As written about in another recent No Depression article, the showcases include “official” ones, in the numerous conference and performance halls of the Westin, and the “private” or “guerilla” showcases in the hotel rooms on three lower floors that run to 3:30 a.m. and beyond. There are hundreds of “official” and thousands of “guerilla” performances.
Bang, let’s start with a shoot-out, one of the hottest of the indie cowboys, with an Americana/folky spin at times and a voice out of Waylon and Johnny, but coming from Swift Current, Saskatchewan. As I ask artists whom they’re listening to on their long bus and van rides from gig-to-gig, Blackberry Smoke and Gov’t Mule, among others, noted Colter Wall, who gave a fine performance. A discovery for me, Rachel Kigour, was one of these, with one of the best CDs I’ve heard in a long time; and hear a lot of them. Rabbit in the Road, a record that almost made me cry at times but also made me feel good about my humanness.
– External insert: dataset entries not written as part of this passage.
#![no_main]
use libfuzzer_sys::fuzz_target;

use mineanvil::Region;
use std::io::Cursor;

fuzz_target!(|data: Vec<u8>| {
    if let Ok(mut r) = Region::from_stream(Cursor::new(data)) {
        for (x, z) in [(0, 0), (31, 31)] {
            let _ = r.read_chunk_tag(x, z);
        }
    }
});
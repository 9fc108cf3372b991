use std::io::Cursor;

use crate::SECTOR_SIZE;

mod region;

/// Builds raw region bytes, for regions that [`crate::Region`] itself would
/// refuse to write.
pub struct Builder {
    inner: Vec<u8>,
}

impl Builder {
    pub fn new() -> Self {
        Self { inner: Vec::new() }
    }

    pub fn location(mut self, offset: u32, sectors: u8) -> Self {
        self.inner.extend_from_slice(&offset.to_be_bytes()[1..4]);
        self.inner.push(sectors);
        self
    }

    /// Jump to the start of the given sector, zero filling.
    pub fn sector(mut self, sector: usize) -> Self {
        self.inner.resize(sector * SECTOR_SIZE, 0);
        self
    }

    pub fn raw(mut self, bytes: &[u8]) -> Self {
        self.inner.extend_from_slice(bytes);
        self
    }

    pub fn build(mut self) -> Cursor<Vec<u8>> {
        let padded_sector_count = (self.inner.len() / SECTOR_SIZE) + 1;
        self.inner.resize(padded_sector_count * SECTOR_SIZE, 0);
        Cursor::new(self.inner)
    }

    pub fn build_unpadded(self) -> Cursor<Vec<u8>> {
        Cursor::new(self.inner)
    }
}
I caught Rachel in private/guerilla showcase.
The legendary English singer-songwriter Richard Thompson spoke on musical issues and directions of the day, but didn’t do a showcase. He has been focusing a good bit in his own work on the acoustic side and, in particular, looking at the rawness of folk tradition, like Acoustic Classics, Vol. 2, a stunning work. Thompson was an original member of Fairport Convention, whose solo hits include “1952 Vincent Black Lightning.” “I like the intimacy of playing acoustic to an audience,” he shared, “there’s a real sense of camaraderie or communication in the room.” Before the Isbell tour, he’ll return briefly to England, then work on a film score he’s doing for a documentary about the World War II bomber, the Memphis Belle.
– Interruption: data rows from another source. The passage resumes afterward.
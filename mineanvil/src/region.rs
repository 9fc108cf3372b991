use std::io::{self, Read, Seek, SeekFrom, Write};

use byteorder::{BigEndian, ReadBytesExt};
use flate2::read::{GzDecoder, ZlibDecoder, ZlibEncoder};
use flate2::Compression;
use minenbt::Tag;
use num_enum::TryFromPrimitive;

use crate::{Error, Result};

/// the size in bytes of a 'sector' in a region file. Sectors are Minecraft's size unit
/// for chunks. For example, a chunk might be `3 * SECTOR_SIZE` bytes. The
/// actual compressed bytes of a chunk may be smaller and the exact value is
/// tracked in the chunk header.
pub const SECTOR_SIZE: usize = 4096;

/// the size of the region file header.
pub const REGION_HEADER_SIZE: usize = 2 * SECTOR_SIZE;

/// size of header for each chunk in the region file. This header precedes the
/// compressed chunk data.
pub const CHUNK_HEADER_SIZE: usize = 5;

/// Number of chunks along each side of a region.
pub const REGION_WIDTH: usize = 32;

/// Largest a chunk may be once inflated. Reading a chunk that inflates past
/// this is [`Error::ChunkTooLarge`].
pub const CHUNK_INFLATE_LIMIT: usize = 8 * 1024 * 1024;

/// First sector after the header, where chunk data can start.
const FIRST_DATA_SECTOR: u64 = (REGION_HEADER_SIZE / SECTOR_SIZE) as u64;

/// A region file: up to 32x32 chunks, each compressed separately and found
/// through a table of sector offsets at the start of the file.
pub struct Region<S> {
    stream: S,
    // last offset is always the next valid place to write a chunk.
    offsets: Vec<u64>,
}

impl<S> Region<S>
where
    S: Read + Seek,
{
    /// Load a region from an existing stream. Will assume a seek of zero is the
    /// start of the region. Chunks are read from the underlying stream when
    /// needed.
    pub fn from_stream(stream: S) -> Result<Self> {
        let mut tmp = Self {
            stream,
            offsets: vec![],
        };

        let mut end = FIRST_DATA_SECTOR;

        for z in 0..REGION_WIDTH {
            for x in 0..REGION_WIDTH {
                if let Some(loc) = tmp.location(x, z)? {
                    tmp.offsets.push(loc.offset);
                    end = end.max(loc.offset + loc.sectors);
                }
            }
        }

        tmp.offsets.sort_unstable();

        // we add an offset representing the end of sectors that are in use.
        tmp.offsets.push(end);
        log::trace!("loaded region with {} chunks", tmp.offsets.len() - 1);
        Ok(tmp)
    }

    /// Return the inner stream, rewound to the start of the region.
    pub fn into_inner(mut self) -> io::Result<S> {
        self.stream.rewind()?;
        Ok(self.stream)
    }

    /// Read the chunk at the region-local coordinates x, z, which must both be
    /// in 0..32. The data returned is uncompressed NBT, or None if the region
    /// has no such chunk.
    pub fn read_chunk(&mut self, x: usize, z: usize) -> Result<Option<Vec<u8>>> {
        let loc = match self.location(x, z)? {
            Some(loc) => loc,
            None => return Ok(None),
        };

        self.stream
            .seek(SeekFrom::Start(loc.offset * SECTOR_SIZE as u64))?;

        let mut buf = [0u8; CHUNK_HEADER_SIZE];
        self.stream.read_exact(&mut buf)?;
        let meta = ChunkMeta::new(&buf)?;

        let allocated = loc.sectors as usize * SECTOR_SIZE;
        if CHUNK_HEADER_SIZE + meta.compressed_len as usize > allocated {
            return Err(Error::ChunkLengthMismatch);
        }

        let mut compressed = Vec::with_capacity(meta.compressed_len as usize);
        (&mut self.stream)
            .take(meta.compressed_len as u64)
            .read_to_end(&mut compressed)?;

        if compressed.len() < meta.compressed_len as usize {
            return Err(Error::InsufficientData);
        }

        let chunk = match meta.compression_scheme {
            CompressionScheme::Zlib => inflate(ZlibDecoder::new(compressed.as_slice()))?,
            CompressionScheme::Gzip => inflate(GzDecoder::new(compressed.as_slice()))?,
            CompressionScheme::Uncompressed => compressed,
        };

        Ok(Some(chunk))
    }

    /// Read and decode the chunk at x, z.
    pub fn read_chunk_tag(&mut self, x: usize, z: usize) -> Result<Option<Tag>> {
        match self.read_chunk(x, z)? {
            Some(data) => Ok(Some(minenbt::from_bytes(&data)?)),
            None => Ok(None),
        }
    }

    /// Where a chunk is stored, or None if it is not present.
    pub fn location(&mut self, x: usize, z: usize) -> Result<Option<ChunkLocation>> {
        self.stream.seek(SeekFrom::Start(header_pos(x, z)?))?;

        let mut buf = [0u8; 4];
        self.stream.read_exact(&mut buf[..])?;

        let offset = u64::from(buf[0]) << 16 | u64::from(buf[1]) << 8 | u64::from(buf[2]);
        let sectors = u64::from(buf[3]);

        if offset == 0 && sectors == 0 {
            return Ok(None);
        }
        Ok(Some(ChunkLocation { offset, sectors }))
    }
}

impl<S> Region<S>
where
    S: Read + Write + Seek,
{
    /// Create an entirely empty region. The provided stream will be
    /// overwritten, and will assume a seek to 0 is the start of the region.
    pub fn new(mut stream: S) -> Result<Self> {
        stream.rewind()?;
        stream.write_all(&[0; REGION_HEADER_SIZE])?;

        Ok(Self {
            stream,
            offsets: vec![FIRST_DATA_SECTOR],
        })
    }

    /// Write uncompressed NBT chunk data to x, z, compressing it with zlib.
    pub fn write_chunk(&mut self, x: usize, z: usize, uncompressed_chunk: &[u8]) -> Result<()> {
        let mut buf = vec![];
        let mut enc = ZlibEncoder::new(uncompressed_chunk, Compression::fast());
        enc.read_to_end(&mut buf)?;
        self.write_compressed_chunk(x, z, CompressionScheme::Zlib, &buf)
    }

    /// Encode a tree and write it to x, z.
    pub fn write_chunk_tag(&mut self, x: usize, z: usize, chunk: &Tag) -> Result<()> {
        let data = minenbt::to_bytes(chunk)?;
        self.write_chunk(x, z, &data)
    }

    /// Write already compressed chunk data to x, z. The chunk is written in
    /// place if it fits in the sectors it already has, otherwise it moves to
    /// the end of the region.
    pub fn write_compressed_chunk(
        &mut self,
        x: usize,
        z: usize,
        scheme: CompressionScheme,
        compressed_chunk: &[u8],
    ) -> Result<()> {
        let required_sectors = div_ceil(CHUNK_HEADER_SIZE + compressed_chunk.len(), SECTOR_SIZE);
        if required_sectors > u8::MAX as usize {
            return Err(Error::ChunkTooLarge);
        }

        let existing = self
            .location(x, z)?
            .and_then(|loc| self.offsets.binary_search(&loc.offset).ok());

        let offset = match existing {
            Some(i)
                if i + 1 < self.offsets.len()
                    && required_sectors as u64 <= self.offsets[i + 1] - self.offsets[i] =>
            {
                // we fit in the current gap in the file.
                self.offsets[i]
            }
            _ => {
                if let Some(i) = existing.filter(|i| i + 1 < self.offsets.len()) {
                    // this chunk will no longer be here.
                    self.offsets.remove(i);
                }
                let end = self.end();
                self.offsets.push(end + required_sectors as u64);
                end
            }
        };

        self.set_chunk(offset, scheme, compressed_chunk)?;
        self.set_header(x, z, offset, required_sectors)
    }

    /// Remove the chunk at x, z from the region. Its sectors are not reused
    /// until the region is rewritten.
    pub fn remove_chunk(&mut self, x: usize, z: usize) -> Result<()> {
        let loc = match self.location(x, z)? {
            Some(loc) => loc,
            None => return Ok(()),
        };

        if let Ok(i) = self.offsets.binary_search(&loc.offset) {
            if i + 1 < self.offsets.len() {
                self.offsets.remove(i);
            }
        }
        self.set_header(x, z, 0, 0)
    }

    fn end(&self) -> u64 {
        self.offsets.last().copied().unwrap_or(FIRST_DATA_SECTOR)
    }

    fn set_chunk(&mut self, offset: u64, scheme: CompressionScheme, chunk: &[u8]) -> Result<()> {
        self.stream
            .seek(SeekFrom::Start(offset * SECTOR_SIZE as u64))?;

        // the length on disk includes the byte for the compression scheme.
        let len = u32::try_from(chunk.len() + 1).map_err(|_| Error::ChunkTooLarge)?;
        self.stream.write_all(&len.to_be_bytes())?;
        self.stream.write_all(&[scheme as u8])?;
        self.stream.write_all(chunk)?;

        // keep the file a whole number of sectors long.
        let padding = (SECTOR_SIZE - (CHUNK_HEADER_SIZE + chunk.len()) % SECTOR_SIZE) % SECTOR_SIZE;
        self.stream.write_all(&vec![0; padding])?;
        Ok(())
    }

    fn set_header(&mut self, x: usize, z: usize, offset: u64, sectors: usize) -> Result<()> {
        let sectors = u8::try_from(sectors).map_err(|_| Error::ChunkTooLarge)?;
        if offset > 0xFF_FFFF {
            return Err(Error::ChunkTooLarge);
        }
        let offset = offset.to_be_bytes();

        self.stream.seek(SeekFrom::Start(header_pos(x, z)?))?;
        self.stream.write_all(&[offset[5], offset[6], offset[7], sectors])?;
        Ok(())
    }
}

/// Various compression schemes that chunk data is compressed with.
#[derive(Debug, Clone, Copy, PartialEq, Eq, TryFromPrimitive)]
#[repr(u8)]
pub enum CompressionScheme {
    Gzip = 1,
    Zlib = 2,
    Uncompressed = 3,
}

#[derive(Debug, PartialEq, Eq, Clone, Copy)]
pub struct ChunkLocation {
    /// The offset, in units of 4kiB sectors, into the region file this chunk is
    /// located at. Offset 0 is the start of the file.
    pub offset: u64,

    /// The number of 4 kiB sectors that this chunk occupies in the region file.
    pub sectors: u64,
}

/// The 5 byte header in front of every chunk's data.
#[derive(Debug)]
struct ChunkMeta {
    compressed_len: u32,
    compression_scheme: CompressionScheme,
}

impl ChunkMeta {
    fn new(data: &[u8]) -> Result<Self> {
        if data.len() < CHUNK_HEADER_SIZE {
            return Err(Error::InsufficientData);
        }

        let mut buf = &data[..CHUNK_HEADER_SIZE];
        let len = buf.read_u32::<BigEndian>()?;
        let scheme = buf.read_u8()?;
        let scheme = CompressionScheme::try_from(scheme).map_err(|_| Error::InvalidChunkMeta)?;

        Ok(Self {
            // this len includes the compression byte.
            compressed_len: len.checked_sub(1).ok_or(Error::InvalidChunkMeta)?,
            compression_scheme: scheme,
        })
    }
}

fn inflate<R: Read>(decoder: R) -> Result<Vec<u8>> {
    let mut chunk = vec![];
    decoder
        .take(CHUNK_INFLATE_LIMIT as u64 + 1)
        .read_to_end(&mut chunk)?;

    if chunk.len() > CHUNK_INFLATE_LIMIT {
        return Err(Error::ChunkTooLarge);
    }
    Ok(chunk)
}

fn div_ceil(lhs: usize, rhs: usize) -> usize {
    (lhs + rhs - 1) / rhs
}

fn header_pos(x: usize, z: usize) -> Result<u64> {
    if x >= REGION_WIDTH || z >= REGION_WIDTH {
        return Err(Error::InvalidOffset(x as isize, z as isize));
    }
    Ok((4 * (x + z * REGION_WIDTH)) as u64)
}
One of our American legends from out of the ’60s, but still strong into the 2010s, Jorma Kaukonen brings his Jefferson Airplane and Hot Tuna credentials into a smolderingly hot, bluesy performance world with a voice seemingly not gone thin and powerful guitar cadences. He’s lived many years now in Ohio, having left San Francisco long ago, and started a guitar camp, performance space, and “psychedelic gallery” in the country near the Ohio River and Ohio University. “We’ve been there 21 years. I got this large number of acres for $32,000, and we moved from San Francisco. My wife thought I was crazy,” he told me. “But, my wife got on board. She’s a civil engineer, and she built our buildings, and we’re still alive and kicking. We called it FurPeace Ranch because it’s a fur peace from anywhere.”
Also there was the Wild Ponies, who went back to their home in the Blue Ridge to explore their roots on their fine album, Galax. They expressed to me their desire to do nothing else than spend the entirety of their life creating and performing together and gave a burning performance in official showcase.
Ordinary Elephant won the FAI Artist of the Year Award and gave a powerful private showcase performance. Mike Aiken, with his wife and bandmate, Amy Aiken, live on a sailboat part and the rest of the year in Nashville, where they are working on their new album.
Another discovery was Ed Romanoff. Ed’s new album, The Orphan King, was produced by his Woodstock-area neighbor Simone Felice and features all-star support from the likes of the Milk Carton Kids’ Kenneth Pattengale and country/folk great Larry Campbell. His friend Mary Gauthier co-wrote the title tune. I caught a fine, intimate showcase of his. Romanoff said he likes to think of his lyrics as poetry. “I work hard at the music, but I work even harder at the words,” he said. He described his process with Gauthier: “We did 80 to 100 drafts, then we stopped and took out the weakest lines, and then we got the weakest words.” He also described the recording process, in the same old barn that Ian Felice recorded his recent solo album.
One of the best attended and strongest performances was The War and Treaty. As with their performance at the Bristol R & R, they were extraordinary. They drew the largest crowd I saw. They play into the chemistry between them as well as the power, movement, and dynamism at their core.